The therapist recommends the following exercises:

  • Extension and flexion exercises of the back
  • McKenzie method comprising mechanical diagnosis and therapy
  • Functional retraining
  • Isometric and isotonic exercises
  • Mobilization of the joints and nerves
  • Joint manipulation
  • Dry needling
  • Soft tissue mobilization and myofascial release
  • Assisting patients to restore full range of motion
  • Gait training
  • Muscle energy technique

The therapists may use one or combine a few techniques to treat pain and provide comfort.

Risks of Sciatica:

Complications often develop in this condition when pressure on the pressure on the nerve or spine is not relieved. The risks are:

  • Worsening pain
  • Numbness or weakness in the affected leg
  • Permanent damage of the nerve
  • A slipped or herniated disc
  • Losing bladder and bowel function

When the pinched nerve becomes seriously injured, muscle weakness or drop foot makes walking severely restricted.

How to Prevent Sciatica:

Even though it is a degenerative disk disease that is hard to prevent, the following steps protect the back and reduce the risks.
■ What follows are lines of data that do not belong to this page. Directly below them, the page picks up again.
use clap::{ArgGroup, Parser};
use std::io::IsTerminal;
use std::num::NonZeroUsize;
use tracing::level_filters::LevelFilter;
use tracing_subscriber::EnvFilter;
use yt_stats::StatsError;
use yt_stats::channel_search::search_channels;
use yt_stats::config::{Config, load_environment};
use yt_stats::report::channel_duration_report;
use yt_stats::table::{search_results_table, summary_table, video_preview_table};
use yt_stats::uploads::DEFAULT_MAX_PAGES;
use yt_stats::youtube_api::YouTubeClient;

/// Channel search and upload duration statistics from the YouTube Data API.
///
/// Needs a Google API key in GOOGLE_API_KEY (a `.env` file in the working directory is read too).
#[derive(Debug, Parser)]
#[command(version, about)]
#[command(group(
    ArgGroup::new("command")
        .args(["search", "channel_all_videos_duration"])
        .required(true)
        .multiple(true)
))]
struct Cli {
    /// Search channels by keyword and list their ids
    #[arg(short = 's', long, value_name = "KEYWORD")]
    search: Option<String>,

    /// Channel to report on
    #[arg(short = 'c', long, visible_alias = "chid", env = "CHANNEL_ID")]
    channel_id: Option<String>,

    /// Sum up the duration of every video the channel has uploaded
    #[arg(short = 'd', long, visible_alias = "chavd")]
    channel_all_videos_duration: bool,

    /// Give up on the uploads playlist after this many pages
    #[arg(long, default_value_t = DEFAULT_MAX_PAGES, value_name = "PAGES")]
    max_pages: NonZeroUsize,
}

#[tokio::main(flavor = "current_thread")]
async fn main() -> eyre::Result<()> {
    tracing_subscriber::fmt()
        .with_env_filter(
            EnvFilter::builder()
                .with_default_directive(LevelFilter::WARN.into())
                .from_env_lossy(),
        )
        .with_writer(std::io::stderr)
        .with_ansi(std::io::stderr().is_terminal())
        .init();

    // before parsing, so CHANNEL_ID can come from .env as well
    load_environment();
    let cli = Cli::parse();

    let config = Config::from_env()?;
    let yt = YouTubeClient::new(config.api_key, reqwest::Client::new())
        .with_base_url(config.base_url);

    if let Some(keyword) = &cli.search {
        let matches = search_channels(&yt, keyword).await?;
        if matches.is_empty() {
            println!("No channels found for {keyword:?}");
        } else {
            println!("{}", search_results_table(&matches));
        }
    }

    if cli.channel_all_videos_duration {
        let channel_id = cli
            .channel_id
            .as_deref()
            .filter(|id| !id.trim().is_empty())
            .ok_or(StatsError::MissingChannelId)?;

        let report = channel_duration_report(&yt, channel_id.trim(), cli.max_pages).await?;
        println!("{}", video_preview_table(&report.videos));
        println!("{}", summary_table(&report.summary));
    }

    Ok(())
}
  • Stop smoking  as nicotine reduces the supply of blood to the bones and deteriorate the condition of the spine and the vertebral disks, stressing them o cause back pain
  • Maintaining suitable posture during standing, sitting, lifting heavy objects, and sleeping releases pressure on the lower back.
  • Regular exercises to maintain flexibility of the joints
  • and strengthen the lower back and abdomen muscles
  • Maintaining safety from accidental falls
  • Choosing physical activities that do not hurt the lower back
  • Maintaining a healthy weight

Treatments of Sciatica:

The treatment options include the following:

  • Prescription medications with pain-relieving action might be given by the doctor based on the severity of the pain and is an early treatment plan
  • Spinal corticosteroid injections with anti-inflammatory properties help in reducing  pain and swelling around the roots of the nerve
  • Physical therapy includes a range of exercises to reduce muscle flexibility and aerobic exercises, such as swimming and walking
  • Alternative treatments to manage pain through acupuncture, yoga, or consulting with a chiropractor

Related Conditions:

Nerve pain or neuropathic pain is caused due to nerve damage, and the types are focal neuropathy, autonomic neuropathy, compression mononeuropathy, diabetic neuropathy, phantom limb syndrome, and trigeminal neuralgia.

Frequently Asked Questions

1. What happens when sciatica worsens?
Severe damage to the sciatic nerve can lead to neurological symptoms affecting one or both legs.
2. Can the condition go without treatment?
Mild or moderate symptoms may go with exercises, but a doctor must diagnose the condition to check whether it may go without treatment.